*DATA IN THIS EXERCISE:*
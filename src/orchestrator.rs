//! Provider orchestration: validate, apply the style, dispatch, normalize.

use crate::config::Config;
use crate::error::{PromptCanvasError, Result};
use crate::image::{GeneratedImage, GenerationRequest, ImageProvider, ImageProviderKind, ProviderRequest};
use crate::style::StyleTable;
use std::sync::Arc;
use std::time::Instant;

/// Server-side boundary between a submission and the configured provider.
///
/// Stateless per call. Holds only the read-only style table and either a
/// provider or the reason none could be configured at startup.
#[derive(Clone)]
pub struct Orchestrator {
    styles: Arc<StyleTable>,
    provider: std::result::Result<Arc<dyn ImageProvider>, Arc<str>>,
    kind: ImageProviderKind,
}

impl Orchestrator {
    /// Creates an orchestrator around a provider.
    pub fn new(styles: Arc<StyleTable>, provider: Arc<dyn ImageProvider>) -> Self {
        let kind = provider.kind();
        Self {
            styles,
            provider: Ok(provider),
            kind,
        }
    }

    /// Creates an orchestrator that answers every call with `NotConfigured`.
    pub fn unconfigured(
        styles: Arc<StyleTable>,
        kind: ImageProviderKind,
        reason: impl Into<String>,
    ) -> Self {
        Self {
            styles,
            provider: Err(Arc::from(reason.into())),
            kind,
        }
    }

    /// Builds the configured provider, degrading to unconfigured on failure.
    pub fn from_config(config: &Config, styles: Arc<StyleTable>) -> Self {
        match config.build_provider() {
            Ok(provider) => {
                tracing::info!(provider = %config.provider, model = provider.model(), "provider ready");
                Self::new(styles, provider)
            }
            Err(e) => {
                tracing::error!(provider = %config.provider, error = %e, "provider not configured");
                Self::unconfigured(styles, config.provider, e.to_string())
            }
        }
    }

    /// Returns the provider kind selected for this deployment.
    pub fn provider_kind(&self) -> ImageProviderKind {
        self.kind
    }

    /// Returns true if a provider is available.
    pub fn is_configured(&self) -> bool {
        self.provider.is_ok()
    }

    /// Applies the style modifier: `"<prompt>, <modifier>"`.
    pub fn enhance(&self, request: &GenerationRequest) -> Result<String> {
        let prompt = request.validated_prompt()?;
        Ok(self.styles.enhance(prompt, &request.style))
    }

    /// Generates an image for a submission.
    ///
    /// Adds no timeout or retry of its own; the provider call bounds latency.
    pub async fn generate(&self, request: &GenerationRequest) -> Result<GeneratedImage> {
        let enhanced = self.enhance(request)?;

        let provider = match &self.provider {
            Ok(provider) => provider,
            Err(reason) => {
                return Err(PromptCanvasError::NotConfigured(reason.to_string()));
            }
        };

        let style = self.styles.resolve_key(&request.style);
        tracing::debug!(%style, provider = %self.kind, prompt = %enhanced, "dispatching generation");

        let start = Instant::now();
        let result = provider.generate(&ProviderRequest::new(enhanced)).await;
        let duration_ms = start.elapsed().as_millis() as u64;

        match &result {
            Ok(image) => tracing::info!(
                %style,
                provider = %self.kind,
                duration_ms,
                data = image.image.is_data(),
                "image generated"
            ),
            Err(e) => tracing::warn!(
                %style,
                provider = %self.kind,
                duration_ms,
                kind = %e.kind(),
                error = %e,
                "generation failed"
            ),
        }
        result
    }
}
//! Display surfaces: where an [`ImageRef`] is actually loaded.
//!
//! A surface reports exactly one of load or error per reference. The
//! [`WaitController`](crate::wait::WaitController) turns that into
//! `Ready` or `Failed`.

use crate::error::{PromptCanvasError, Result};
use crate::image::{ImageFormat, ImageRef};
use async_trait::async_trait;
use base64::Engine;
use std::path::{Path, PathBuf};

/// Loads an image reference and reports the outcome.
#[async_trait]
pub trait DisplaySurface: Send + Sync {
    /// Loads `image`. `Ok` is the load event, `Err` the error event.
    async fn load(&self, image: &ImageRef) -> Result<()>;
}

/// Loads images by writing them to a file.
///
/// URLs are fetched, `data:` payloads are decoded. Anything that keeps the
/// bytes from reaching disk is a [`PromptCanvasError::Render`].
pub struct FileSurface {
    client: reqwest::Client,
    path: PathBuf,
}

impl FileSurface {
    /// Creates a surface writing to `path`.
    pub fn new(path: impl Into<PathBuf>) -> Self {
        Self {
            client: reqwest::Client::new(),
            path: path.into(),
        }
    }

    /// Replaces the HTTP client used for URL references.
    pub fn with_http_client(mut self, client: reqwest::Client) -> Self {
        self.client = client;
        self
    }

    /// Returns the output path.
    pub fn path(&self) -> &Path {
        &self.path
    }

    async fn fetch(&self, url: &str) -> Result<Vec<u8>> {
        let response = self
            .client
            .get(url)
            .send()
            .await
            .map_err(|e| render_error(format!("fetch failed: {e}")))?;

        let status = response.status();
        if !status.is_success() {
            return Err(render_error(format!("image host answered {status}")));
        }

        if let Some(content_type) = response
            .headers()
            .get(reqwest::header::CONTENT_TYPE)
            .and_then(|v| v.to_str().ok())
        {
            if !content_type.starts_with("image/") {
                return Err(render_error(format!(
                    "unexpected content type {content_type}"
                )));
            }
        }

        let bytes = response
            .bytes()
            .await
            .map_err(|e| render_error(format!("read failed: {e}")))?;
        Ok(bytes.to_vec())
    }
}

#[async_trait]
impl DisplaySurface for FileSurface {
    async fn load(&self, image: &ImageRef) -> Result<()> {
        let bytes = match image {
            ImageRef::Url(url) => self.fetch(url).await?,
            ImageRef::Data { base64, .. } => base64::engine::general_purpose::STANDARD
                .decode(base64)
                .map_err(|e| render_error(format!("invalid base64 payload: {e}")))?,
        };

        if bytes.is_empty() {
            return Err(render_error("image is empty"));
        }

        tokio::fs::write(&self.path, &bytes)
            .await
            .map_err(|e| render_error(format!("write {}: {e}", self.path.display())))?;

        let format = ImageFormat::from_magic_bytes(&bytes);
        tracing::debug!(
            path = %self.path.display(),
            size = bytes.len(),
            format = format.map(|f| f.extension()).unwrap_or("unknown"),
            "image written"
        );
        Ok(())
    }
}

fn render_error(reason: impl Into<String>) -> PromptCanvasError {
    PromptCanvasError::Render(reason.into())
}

*GOAL OF THE EXERCISE:* The full listing must come back exactly as given.

*REPLY:*
filename src/orchestrator.rs
//! Provider orchestration: validate, apply the style, dispatch, normalize.

use crate::config::Config;
use crate::error::{PromptCanvasError, Result};
use crate::image::{GeneratedImage, GenerationRequest, ImageProvider, ImageProviderKind, ProviderRequest};
use crate::style::StyleTable;
use std::sync::Arc;
use std::time::Instant;

/// Server-side boundary between a submission and the configured provider.
///
/// Stateless per call. Holds only the read-only style table and either a
/// provider or the reason none could be configured at startup.
#[derive(Clone)]
pub struct Orchestrator {
    styles: Arc<StyleTable>,
    provider: std::result::Result<Arc<dyn ImageProvider>, Arc<str>>,
    kind: ImageProviderKind,
}

impl Orchestrator {
    /// Creates an orchestrator around a provider.
    pub fn new(styles: Arc<StyleTable>, provider: Arc<dyn ImageProvider>) -> Self {
        let kind = provider.kind();
        Self {
            styles,
            provider: Ok(provider),
            kind,
        }
    }

    /// Creates an orchestrator that answers every call with `NotConfigured`.
    pub fn unconfigured(
        styles: Arc<StyleTable>,
        kind: ImageProviderKind,
        reason: impl Into<String>,
    ) -> Self {
        Self {
            styles,
            provider: Err(Arc::from(reason.into())),
            kind,
        }
    }

    /// Builds the configured provider, degrading to unconfigured on failure.
    pub fn from_config(config: &Config, styles: Arc<StyleTable>) -> Self {
        match config.build_provider() {
            Ok(provider) => {
                tracing::info!(provider = %config.provider, model = provider.model(), "provider ready");
                Self::new(styles, provider)
            }
            Err(e) => {
                tracing::error!(provider = %config.provider, error = %e, "provider not configured");
                Self::unconfigured(styles, config.provider, e.to_string())
            }
        }
    }

    /// Returns the provider kind selected for this deployment.
    pub fn provider_kind(&self) -> ImageProviderKind {
        self.kind
    }

    /// Returns true if a provider is available.
    pub fn is_configured(&self) -> bool {
        self.provider.is_ok()
    }

    /// Applies the style modifier: `"<prompt>, <modifier>"`.
    pub fn enhance(&self, request: &GenerationRequest) -> Result<String> {
        let prompt = request.validated_prompt()?;
        Ok(self.styles.enhance(prompt, &request.style))
    }

    /// Generates an image for a submission.
    ///
    /// Adds no timeout or retry of its own; the provider call bounds latency.
    pub async fn generate(&self, request: &GenerationRequest) -> Result<GeneratedImage> {
        let enhanced = self.enhance(request)?;

        let provider = match &self.provider {
            Ok(provider) => provider,
            Err(reason) => {
                return Err(PromptCanvasError::NotConfigured(reason.to_string()));
            }
        };

        let style = self.styles.resolve_key(&request.style);
        tracing::debug!(%style, provider = %self.kind, prompt = %enhanced, "dispatching generation");

        let start = Instant::now();
        let result = provider.generate(&ProviderRequest::new(enhanced)).await;
        let duration_ms = start.elapsed().as_millis() as u64;

        match &result {
            Ok(image) => tracing::info!(
                %style,
                provider = %self.kind,
                duration_ms,
                data = image.image.is_data(),
                "image generated"
            ),
            Err(e) => tracing::warn!(
                %style,
                provider = %self.kind,
                duration_ms,
                kind = %e.kind(),
                error = %e,
                "generation failed"
            ),
        }
        result
    }
}
//! Display surfaces: where an [`ImageRef`] is actually loaded.
//!
//! A surface reports exactly one of load or error per reference. The
//! [`WaitController`](crate::wait::WaitController) turns that into
//! `Ready` or `Failed`.

use crate::error::{PromptCanvasError, Result};
use crate::image::{ImageFormat, ImageRef};
use async_trait::async_trait;
use base64::Engine;
use std::path::{Path, PathBuf};

/// Loads an image reference and reports the outcome.
#[async_trait]
pub trait DisplaySurface: Send + Sync {
    /// Loads `image`. `Ok` is the load event, `Err` the error event.
    async fn load(&self, image: &ImageRef) -> Result<()>;
}

/// Loads images by writing them to a file.
///
/// URLs are fetched, `data:` payloads are decoded. Anything that keeps the
/// bytes from reaching disk is a [`PromptCanvasError::Render`].
pub struct FileSurface {
    client: reqwest::Client,
    path: PathBuf,
}

impl FileSurface {
    /// Creates a surface writing to `path`.
    pub fn new(path: impl Into<PathBuf>) -> Self {
        Self {
            client: reqwest::Client::new(),
            path: path.into(),
        }
    }

    /// Replaces the HTTP client used for URL references.
    pub fn with_http_client(mut self, client: reqwest::Client) -> Self {
        self.client = client;
        self
    }

    /// Returns the output path.
    pub fn path(&self) -> &Path {
        &self.path
    }

    async fn fetch(&self, url: &str) -> Result<Vec<u8>> {
        let response = self
            .client
            .get(url)
            .send()
            .await
            .map_err(|e| render_error(format!("fetch failed: {e}")))?;

        let status = response.status();
        if !status.is_success() {
            return Err(render_error(format!("image host answered {status}")));
        }

        if let Some(content_type) = response
            .headers()
            .get(reqwest::header::CONTENT_TYPE)
            .and_then(|v| v.to_str().ok())
        {
            if !content_type.starts_with("image/") {
                return Err(render_error(format!(
                    "unexpected content type {content_type}"
                )));
            }
        }

        let bytes = response
            .bytes()
            .await
            .map_err(|e| render_error(format!("read failed: {e}")))?;
        Ok(bytes.to_vec())
    }
}

#[async_trait]
impl DisplaySurface for FileSurface {
    async fn load(&self, image: &ImageRef) -> Result<()> {
        let bytes = match image {
            ImageRef::Url(url) => self.fetch(url).await?,
            ImageRef::Data { base64, .. } => base64::engine::general_purpose::STANDARD
                .decode(base64)
                .map_err(|e| render_error(format!("invalid base64 payload: {e}")))?,
        };

        if bytes.is_empty() {
            return Err(render_error("image is empty"));
        }

        tokio::fs::write(&self.path, &bytes)
            .await
            .map_err(|e| render_error(format!("write {}: {e}", self.path.display())))?;

        let format = ImageFormat::from_magic_bytes(&bytes);
        tracing::debug!(
            path = %self.path.display(),
            size = bytes.len(),
            format = format.map(|f| f.extension()).unwrap_or("unknown"),
            "image written"
        );
        Ok(())
    }
}

fn render_error(reason: impl Into<String>) -> PromptCanvasError {
    PromptCanvasError::Render(reason.into())
}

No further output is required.